Antimicrobial use did not drive the development of resistance. More recently, a team of investigators led by Vanessa D’Costa of McMaster University in the paper entitled “Antibiotic Resistance is Ancient” in 2011, noted:
“Antibiotic resistance is a natural phenomenon that predates the modern selective pressure of clinical antibiotic use.”
Importantly, while the use of antimicrobial agents cannot induce cells to develop the genetic mechanisms for resistance, antimicrobial agents are likely to eliminate the microbes without a resistant gene. As a result, the microbes with a resistant gene will remain.

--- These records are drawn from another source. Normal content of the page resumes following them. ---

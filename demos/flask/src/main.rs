//! flask — headless run of the methylation reaction flask.
//!
//! Ammonia is methylated one group at a time by methyl chloride until it
//! reaches the quaternary ammonium ion; every step releases one HCl that
//! fades after a few seconds.  The run writes per-tick counts and periodic
//! particle snapshots, then prints the final distribution.
//!
//! ```text
//! flask --preset excess-halide --ticks 7200 --output output/flask
//! RUST_LOG=debug flask --config flask.json --rtree
//! ```

use std::fs;
use std::path::{Path, PathBuf};
use std::time::Instant;

use anyhow::{Context, Result};
use clap::{Parser, ValueEnum};
use log::info;

use rx_core::{BroadPhase, SimConfig, Species, Tick};
use rx_output::{CsvWriter, OutputWriter, SimOutputObserver};
use rx_particle::{Population, PopulationSummary, Preset};
use rx_sim::{SimBuilder, SimObserver, StepReport};

// ── Constants ─────────────────────────────────────────────────────────────────

const DEFAULT_SECONDS:  u64 = 60;
const PROGRESS_SECONDS: u64 = 10;

// ── Command line ──────────────────────────────────────────────────────────────

#[derive(Copy, Clone, Debug, ValueEnum)]
enum Mixture {
    /// 50 amines, 50 methyl halides.
    Default,
    /// 160 amines, 20 methyl halides.
    ExcessAmine,
    /// 20 amines, 160 methyl halides.
    ExcessHalide,
}

impl From<Mixture> for Preset {
    fn from(m: Mixture) -> Self {
        match m {
            Mixture::Default      => Preset::Balanced,
            Mixture::ExcessAmine  => Preset::ExcessAmine,
            Mixture::ExcessHalide => Preset::ExcessHalide,
        }
    }
}

#[derive(Parser, Debug)]
#[command(name = "flask")]
#[command(about = "Sequential amine methylation in a 2-D flask", long_about = None)]
struct Cli {
    /// JSON file with `SimConfig` fields; flags override it.
    #[arg(long)]
    config: Option<PathBuf>,

    /// Starting amine count.
    #[arg(long)]
    amines: Option<usize>,

    /// Starting methyl halide count.
    #[arg(long)]
    halides: Option<usize>,

    /// Starting mixture; `--amines`/`--halides` override its counts.
    #[arg(long, value_enum)]
    preset: Option<Mixture>,

    #[arg(long)]
    seed: Option<u64>,

    /// Frames to simulate (default: one minute of simulated time).
    #[arg(long)]
    ticks: Option<u64>,

    /// Directory for `tick_summaries.csv` and `particle_snapshots.csv`.
    #[arg(long, default_value = "output/flask")]
    output: PathBuf,

    /// Snapshot every K ticks (0 disables snapshots).
    #[arg(long)]
    interval: Option<u64>,

    /// Use the R-tree broad phase instead of all pairs.
    #[arg(long)]
    rtree: bool,
}

impl Cli {
    fn sim_config(&self) -> Result<SimConfig> {
        let mut config = match &self.config {
            Some(path) => {
                let text = fs::read_to_string(path)
                    .with_context(|| format!("reading {}", path.display()))?;
                serde_json::from_str(&text).with_context(|| format!("parsing {}", path.display()))?
            }
            None => SimConfig::default(),
        };

        if let Some(preset) = self.preset {
            let (amines, halides) = Preset::from(preset).counts();
            config.amine_count = amines;
            config.methyl_halide_count = halides;
        }
        if let Some(n) = self.amines {
            config.amine_count = n;
        }
        if let Some(n) = self.halides {
            config.methyl_halide_count = n;
        }
        if let Some(seed) = self.seed {
            config.seed = seed;
        }
        if let Some(ticks) = self.ticks {
            config.total_ticks = ticks;
        }
        if config.total_ticks == 0 {
            config.total_ticks = DEFAULT_SECONDS * config.fps as u64;
        }
        if let Some(k) = self.interval {
            config.output_interval_ticks = k;
        }
        if self.rtree {
            config.broad_phase = BroadPhase::RTree;
        }
        Ok(config)
    }
}

// ── Observer wrapper: row counts and progress ─────────────────────────────────

struct ProgressObserver<W: OutputWriter> {
    inner:          SimOutputObserver<W>,
    every:          u64,
    reactions:      usize,
    snapshot_rows:  usize,
    summary_rows:   usize,
}

impl<W: OutputWriter> ProgressObserver<W> {
    fn new(inner: SimOutputObserver<W>, every: u64) -> Self {
        Self { inner, every, reactions: 0, snapshot_rows: 0, summary_rows: 0 }
    }
}

impl<W: OutputWriter> SimObserver for ProgressObserver<W> {
    fn on_tick_end(&mut self, tick: Tick, report: &StepReport, summary: &PopulationSummary) {
        self.summary_rows += 1;
        self.reactions += report.reaction_count();
        if self.every > 0 && (tick.0 + 1).is_multiple_of(self.every) {
            info!("{tick}: {summary}");
        }
        self.inner.on_tick_end(tick, report, summary);
    }

    fn on_snapshot(&mut self, tick: Tick, population: &Population) {
        self.snapshot_rows += population.len();
        self.inner.on_snapshot(tick, population);
    }

    fn on_reset(&mut self, summary: &PopulationSummary) {
        self.inner.on_reset(summary);
    }

    fn on_sim_end(&mut self, final_tick: Tick) {
        self.inner.on_sim_end(final_tick);
    }
}

// ── main ──────────────────────────────────────────────────────────────────────

fn main() -> Result<()> {
    env_logger::init();
    let cli = Cli::parse();
    let config = cli.sim_config()?;

    println!("=== flask — amine methylation ===");
    println!(
        "World: {}  |  Amines: {}  |  Methyl halides: {}  |  Seed: {}",
        config.bounds(),
        config.amine_count,
        config.methyl_halide_count,
        config.seed
    );
    println!(
        "Sim: {} ticks ({:.1} s at {} fps), snapshot every {} ticks, {:?} broad phase",
        config.total_ticks,
        config.total_ticks as f64 / config.fps as f64,
        config.fps,
        config.output_interval_ticks,
        config.broad_phase
    );
    println!();

    let mut sim = SimBuilder::new(config.clone()).build()?;

    fs::create_dir_all(&cli.output)
        .with_context(|| format!("creating {}", cli.output.display()))?;
    let writer = CsvWriter::new(Path::new(&cli.output))?;
    let every = PROGRESS_SECONDS * config.fps as u64;
    let mut obs = ProgressObserver::new(SimOutputObserver::new(writer, &config), every);

    info!("running {} ticks into {}", config.total_ticks, cli.output.display());
    let t0 = Instant::now();
    sim.run(&mut obs);
    let elapsed = t0.elapsed();

    if let Some(e) = obs.inner.take_error() {
        eprintln!("output error: {e}");
    }

    println!("Simulation complete in {:.3} s (clock at {})", elapsed.as_secs_f64(), sim.clock);
    println!("  reactions             : {}", obs.reactions);
    println!("  tick_summaries.csv    : {} rows", obs.summary_rows);
    println!("  particle_snapshots.csv: {} rows", obs.snapshot_rows);
    println!();

    print_table(&sim.summary());
    Ok(())
}

fn print_table(summary: &PopulationSummary) {
    println!("{:<12} {:>6}", "Species", "Count");
    println!("{}", "-".repeat(19));
    for (label, n) in PopulationSummary::AMINE_LABELS.iter().zip(summary.amines) {
        println!("{label:<12} {n:>6}");
    }
    println!("{:<12} {:>6}", Species::MethylHalide.formula(), summary.methyl_halides);
    println!("{:<12} {:>6}", Species::HydrogenChloride.formula(), summary.hydrogen_chloride);
    println!("{}", "-".repeat(19));
    println!(
        "methyl groups on amines: {} of {}",
        summary.methyl_groups(),
        summary.methyl_inventory()
    );
}
use rx_core::{ParticleId, RxError};
use thiserror::Error;

#[derive(Debug, Error)]
pub enum SimError {
    #[error("simulation configuration error: {0}")]
    Config(#[from] RxError),

    #[error("{id} at ({x}, {y}) does not fit inside the {width}×{height} world")]
    ParticleOutOfBounds {
        id:     ParticleId,
        x:      f32,
        y:      f32,
        width:  f32,
        height: f32,
    },

    #[error("{id} has a non-finite position or velocity")]
    NonFiniteState { id: ParticleId },

    #[error("{id} carries {methyl_count} methyl groups; an amine holds at most {max}")]
    InvalidParticle { id: ParticleId, methyl_count: u8, max: u8 },
}

pub type SimResult<T> = Result<T, SimError>;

This process of elimination is known as selection. Importantly, natural selection is an elimination process, not an evolution process. As Charles Darwin argued in The Origin of Species:
… extinction and natural selection … go hand in hand.

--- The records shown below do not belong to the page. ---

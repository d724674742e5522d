//! `rx-core` — foundational types for the `rx` reaction-flask simulator.
//!
//! This crate is a dependency of every other `rx-*` crate.  It intentionally
//! has no `rx-*` dependencies and minimal external ones (`glam`, `rand`, and
//! `thiserror`, plus optional `serde`).
//!
//! # What lives here
//!
//! | Module          | Contents                                              |
//! |-----------------|-------------------------------------------------------|
//! | [`ids`]         | `ParticleId`                                          |
//! | [`geo`]         | `Bounds`, re-exported `glam::Vec2`                    |
//! | [`species`]     | `Species` enum                                        |
//! | [`time`]        | `Tick`, `SimClock`, `SimConfig`, `BroadPhase`         |
//! | [`rng`]         | `SimRng` (seedable, single stream per simulation)     |
//! | [`error`]       | `RxError`, `RxResult`                                 |
//!
//! # Feature flags
//!
//! | Flag    | Effect                                                     |
//! |---------|------------------------------------------------------------|
//! | `serde` | Adds `Serialize`/`Deserialize` to all public types.        |
//!           | Required to load `SimConfig` from JSON.                    |

pub mod error;
pub mod geo;
pub mod ids;
pub mod rng;
pub mod species;
pub mod time;

#[cfg(test)]
mod tests;

// ── Re-exports ────────────────────────────────────────────────────────────────

pub use error::{RxError, RxResult};
pub use geo::{Bounds, Vec2};
pub use ids::ParticleId;
pub use rng::SimRng;
pub use species::Species;
pub use time::{BroadPhase, SimClock, SimConfig, Tick};
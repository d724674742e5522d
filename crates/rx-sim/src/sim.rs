//! The `Sim` struct and its step loop.

use log::debug;
use rx_core::{SimClock, SimConfig, SimRng, Tick};
use rx_particle::{Population, PopulationBuilder, PopulationSummary, Preset};

use crate::step::{StepReport, advance};
use crate::{SimObserver, SimResult};

/// The reaction-flask simulation.
///
/// `Sim` owns the population, the clock, and the only RNG stream, and
/// drives the four-phase step described on [`advance`].  Hosts get shared
/// access to the population through [`population`](Self::population) and the
/// observer hooks; only the step loop and [`reset`](Self::reset) mutate it.
///
/// Create via [`SimBuilder`][crate::SimBuilder].
pub struct Sim {
    /// Run configuration (world size, frame rate, seed, …).
    pub config: SimConfig,

    /// Tracks the current tick.
    pub clock: SimClock,

    pub(crate) population: Population,
    pub(crate) rng:        SimRng,
}

impl Sim {
    // ── Queries ───────────────────────────────────────────────────────────

    /// Read-only view of every particle.
    #[inline]
    pub fn population(&self) -> &Population {
        &self.population
    }

    /// Current counts per bucket.  Pure.
    pub fn summary(&self) -> PopulationSummary {
        self.population.summary()
    }

    #[inline]
    pub fn current_tick(&self) -> Tick {
        self.clock.current_tick
    }

    // ── Stepping ──────────────────────────────────────────────────────────

    /// Advance exactly one tick.
    pub fn step(&mut self) -> StepReport {
        let now = self.clock.current_tick;
        let report = advance(&mut self.population, &self.config, &mut self.rng, now);
        self.clock.advance();
        report
    }

    /// Run from the current tick to `config.end_tick()`.
    ///
    /// Does nothing when `total_ticks` is 0 (host-driven mode); use
    /// [`step`](Self::step) or [`run_ticks`](Self::run_ticks) instead.
    pub fn run<O: SimObserver>(&mut self, observer: &mut O) {
        while self.clock.current_tick < self.config.end_tick() {
            self.observed_step(observer);
        }
        observer.on_sim_end(self.clock.current_tick);
    }

    /// Run exactly `n` ticks from the current position (ignores `end_tick`).
    pub fn run_ticks<O: SimObserver>(&mut self, n: u64, observer: &mut O) {
        for _ in 0..n {
            self.observed_step(observer);
        }
    }

    fn observed_step<O: SimObserver>(&mut self, observer: &mut O) {
        let now = self.clock.current_tick;
        observer.on_tick_start(now);
        let report = self.step();
        observer.on_tick_end(now, &report, &self.population.summary());
        if self.config.output_interval_ticks > 0
            && now.0.is_multiple_of(self.config.output_interval_ticks)
        {
            observer.on_snapshot(now, &self.population);
        }
    }

    // ── Reset ─────────────────────────────────────────────────────────────

    /// Discard the population and build a fresh one with the given counts.
    ///
    /// The clock returns to tick 0 and the counts are stored on `config`.
    /// The RNG stream continues, so successive resets lay out different
    /// flasks; rebuild the `Sim` to replay from the seed.  On error the
    /// existing population is left untouched.
    pub fn reset<O: SimObserver>(
        &mut self,
        amines:         usize,
        methyl_halides: usize,
        observer:       &mut O,
    ) -> SimResult<()> {
        let population = PopulationBuilder::new(amines, methyl_halides)
            .build(&self.config, &mut self.rng)?;

        self.population = population;
        self.config.amine_count = amines;
        self.config.methyl_halide_count = methyl_halides;
        self.clock.reset();

        let summary = self.population.summary();
        debug!("reset flask: {summary}");
        observer.on_reset(&summary);
        Ok(())
    }

    /// [`reset`](Self::reset) with a preset mixture.
    pub fn reset_preset<O: SimObserver>(&mut self, preset: Preset, observer: &mut O) -> SimResult<()> {
        let (amines, halides) = preset.counts();
        self.reset(amines, halides, observer)
    }
}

Stasis Undermines Evolution
Warinner’s evidence points to stasis, not evolution. Not only are the genetics comparable between ancient and modern humans, but so are the microbes. In the words of ScienceDaily:
“The ancient human oral cavity carries the same bacteria today as in the past, despite major changes in human diet and hygiene.”
Ancient and modern humans shared more than 40 microorganisms, including Actinomyces odontolyticus, Streptococcus pneumoniae, Streptococcus pyogenes, Haemophilus influenzae, Neisseria meningitidis, and Neisseria gonorrhoeae.
Darwin’s dilemma intensifies. For good reasons, Eugenie Scott, in the 2009 book Evolution vs. Creationism, did not use microbial resistance as a model of evolution.
Genesis
The scientific evidence remains compatible with the Genesis account written by Moses. Louis Pasteur, the French chemist and microbiologist, discovered the principles of vaccination, microbial fermentation, and pasteurization, and is credited with disproving Darwin’s assumption of spontaneous generation, noted during the Scientific Revolution:
I see everywhere the inevitable expression of the Infinite in the world; through it the supernatural is at the bottom of every heart.
Evidence from molecular biology to validate the theory of evolution scientifically remains speculative.